■ Supplied material ■
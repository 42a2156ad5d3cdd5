//! Typed HTTP client for the Gemini `generateContent` API.

use async_trait::async_trait;
use serde::{Deserialize, Serialize};
use serde_json::json;

use super::prompt::build_prompt;
use super::{parse_proposal, ProposalRequest, StructureProposer};
use crate::config::ProposerConfig;
use crate::error::ProposeError;
use crate::models::ProposedCard;

pub struct GeminiProposer {
    base_url: String,
    model: String,
    api_key: Option<String>,
    client: reqwest::Client,
}

// ── API types ───────────────────────────────────────

#[derive(Debug, Serialize)]
struct Part {
    text: String,
}

#[derive(Debug, Serialize)]
struct Content {
    parts: Vec<Part>,
}

#[derive(Debug, Serialize)]
#[serde(rename_all = "camelCase")]
struct GenerationConfig {
    response_mime_type: &'static str,
    response_schema: serde_json::Value,
}

#[derive(Debug, Serialize)]
#[serde(rename_all = "camelCase")]
struct GenerateContentBody {
    contents: Vec<Content>,
    generation_config: GenerationConfig,
}

#[derive(Debug, Deserialize)]
struct GenerateContentResponse {
    #[serde(default)]
    candidates: Vec<Candidate>,
}

#[derive(Debug, Deserialize)]
struct Candidate {
    #[serde(default)]
    content: Option<CandidateContent>,
}

#[derive(Debug, Deserialize)]
struct CandidateContent {
    #[serde(default)]
    parts: Vec<CandidatePart>,
}

#[derive(Debug, Deserialize)]
struct CandidatePart {
    #[serde(default)]
    text: Option<String>,
}

/// Schema of the expected answer: an array of card objects
fn response_schema() -> serde_json::Value {
    json!({
        "type": "ARRAY",
        "items": {
            "type": "OBJECT",
            "properties": {
                "type": { "type": "STRING" },
                "label": { "type": "STRING" },
                "subtype": { "type": "STRING", "nullable": true },
                "noteContent": { "type": "STRING" }
            }
        }
    })
}

/// Concatenated text parts of the first candidate
fn first_candidate_text(response: GenerateContentResponse) -> Result<String, ProposeError> {
    let text = response
        .candidates
        .into_iter()
        .next()
        .and_then(|c| c.content)
        .map(|content| {
            content
                .parts
                .into_iter()
                .filter_map(|p| p.text)
                .collect::<Vec<_>>()
                .join("")
        })
        .unwrap_or_default();

    if text.trim().is_empty() {
        return Err(ProposeError::EmptyResponse);
    }
    Ok(text)
}

// ── Client impl ─────────────────────────────────────

impl GeminiProposer {
    pub fn new(config: &ProposerConfig) -> Self {
        Self {
            base_url: config.api_url.trim_end_matches('/').to_string(),
            model: config.model.clone(),
            api_key: config.api_key.clone(),
            client: reqwest::Client::new(),
        }
    }

    fn endpoint(&self) -> String {
        format!(
            "{}/v1beta/models/{}:generateContent",
            self.base_url, self.model
        )
    }

    fn body(request: &ProposalRequest) -> GenerateContentBody {
        GenerateContentBody {
            contents: vec![Content {
                parts: vec![Part {
                    text: build_prompt(&request.description, request.context_json.as_deref()),
                }],
            }],
            generation_config: GenerationConfig {
                response_mime_type: "application/json",
                response_schema: response_schema(),
            },
        }
    }
}

#[async_trait]
impl StructureProposer for GeminiProposer {
    async fn propose_structure(
        &self,
        request: &ProposalRequest,
    ) -> Result<Vec<ProposedCard>, ProposeError> {
        let api_key = self.api_key.as_deref().ok_or(ProposeError::MissingApiKey)?;

        log::debug!("POST {} (model {})", self.endpoint(), self.model);
        let resp = self
            .client
            .post(self.endpoint())
            .header("x-goog-api-key", api_key)
            .json(&Self::body(request))
            .send()
            .await?;

        if !resp.status().is_success() {
            let status = resp.status().as_u16();
            let body = resp.text().await.unwrap_or_default();
            return Err(ProposeError::Status { status, body });
        }

        let response: GenerateContentResponse = resp.json().await?;
        let text = first_candidate_text(response)?;
        parse_proposal(&text)
    }
}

■ Your goal ■
Write out every line of the data again, exactly as it reads.

■ Written answer ■
repository 42a2156ad5d3cdd5
//! Typed HTTP client for the Gemini `generateContent` API.

use async_trait::async_trait;
use serde::{Deserialize, Serialize};
use serde_json::json;

use super::prompt::build_prompt;
use super::{parse_proposal, ProposalRequest, StructureProposer};
use crate::config::ProposerConfig;
use crate::error::ProposeError;
use crate::models::ProposedCard;

pub struct GeminiProposer {
    base_url: String,
    model: String,
    api_key: Option<String>,
    client: reqwest::Client,
}

// ── API types ───────────────────────────────────────

#[derive(Debug, Serialize)]
struct Part {
    text: String,
}

#[derive(Debug, Serialize)]
struct Content {
    parts: Vec<Part>,
}

#[derive(Debug, Serialize)]
#[serde(rename_all = "camelCase")]
struct GenerationConfig {
    response_mime_type: &'static str,
    response_schema: serde_json::Value,
}

#[derive(Debug, Serialize)]
#[serde(rename_all = "camelCase")]
struct GenerateContentBody {
    contents: Vec<Content>,
    generation_config: GenerationConfig,
}

#[derive(Debug, Deserialize)]
struct GenerateContentResponse {
    #[serde(default)]
    candidates: Vec<Candidate>,
}

#[derive(Debug, Deserialize)]
struct Candidate {
    #[serde(default)]
    content: Option<CandidateContent>,
}

#[derive(Debug, Deserialize)]
struct CandidateContent {
    #[serde(default)]
    parts: Vec<CandidatePart>,
}

#[derive(Debug, Deserialize)]
struct CandidatePart {
    #[serde(default)]
    text: Option<String>,
}

/// Schema of the expected answer: an array of card objects
fn response_schema() -> serde_json::Value {
    json!({
        "type": "ARRAY",
        "items": {
            "type": "OBJECT",
            "properties": {
                "type": { "type": "STRING" },
                "label": { "type": "STRING" },
                "subtype": { "type": "STRING", "nullable": true },
                "noteContent": { "type": "STRING" }
            }
        }
    })
}

/// Concatenated text parts of the first candidate
fn first_candidate_text(response: GenerateContentResponse) -> Result<String, ProposeError> {
    let text = response
        .candidates
        .into_iter()
        .next()
        .and_then(|c| c.content)
        .map(|content| {
            content
                .parts
                .into_iter()
                .filter_map(|p| p.text)
                .collect::<Vec<_>>()
                .join("")
        })
        .unwrap_or_default();

    if text.trim().is_empty() {
        return Err(ProposeError::EmptyResponse);
    }
    Ok(text)
}

// ── Client impl ─────────────────────────────────────

impl GeminiProposer {
    pub fn new(config: &ProposerConfig) -> Self {
        Self {
            base_url: config.api_url.trim_end_matches('/').to_string(),
            model: config.model.clone(),
            api_key: config.api_key.clone(),
            client: reqwest::Client::new(),
        }
    }

    fn endpoint(&self) -> String {
        format!(
            "{}/v1beta/models/{}:generateContent",
            self.base_url, self.model
        )
    }

    fn body(request: &ProposalRequest) -> GenerateContentBody {
        GenerateContentBody {
            contents: vec![Content {
                parts: vec![Part {
                    text: build_prompt(&request.description, request.context_json.as_deref()),
                }],
            }],
            generation_config: GenerationConfig {
                response_mime_type: "application/json",
                response_schema: response_schema(),
            },
        }
    }
}

#[async_trait]
impl StructureProposer for GeminiProposer {
    async fn propose_structure(
        &self,
        request: &ProposalRequest,
    ) -> Result<Vec<ProposedCard>, ProposeError> {
        let api_key = self.api_key.as_deref().ok_or(ProposeError::MissingApiKey)?;

        log::debug!("POST {} (model {})", self.endpoint(), self.model);
        let resp = self
            .client
            .post(self.endpoint())
            .header("x-goog-api-key", api_key)
            .json(&Self::body(request))
            .send()
            .await?;

        if !resp.status().is_success() {
            let status = resp.status().as_u16();
            let body = resp.text().await.unwrap_or_default();
            return Err(ProposeError::Status { status, body });
        }

        let response: GenerateContentResponse = resp.json().await?;
        let text = first_candidate_text(response)?;
        parse_proposal(&text)
    }
}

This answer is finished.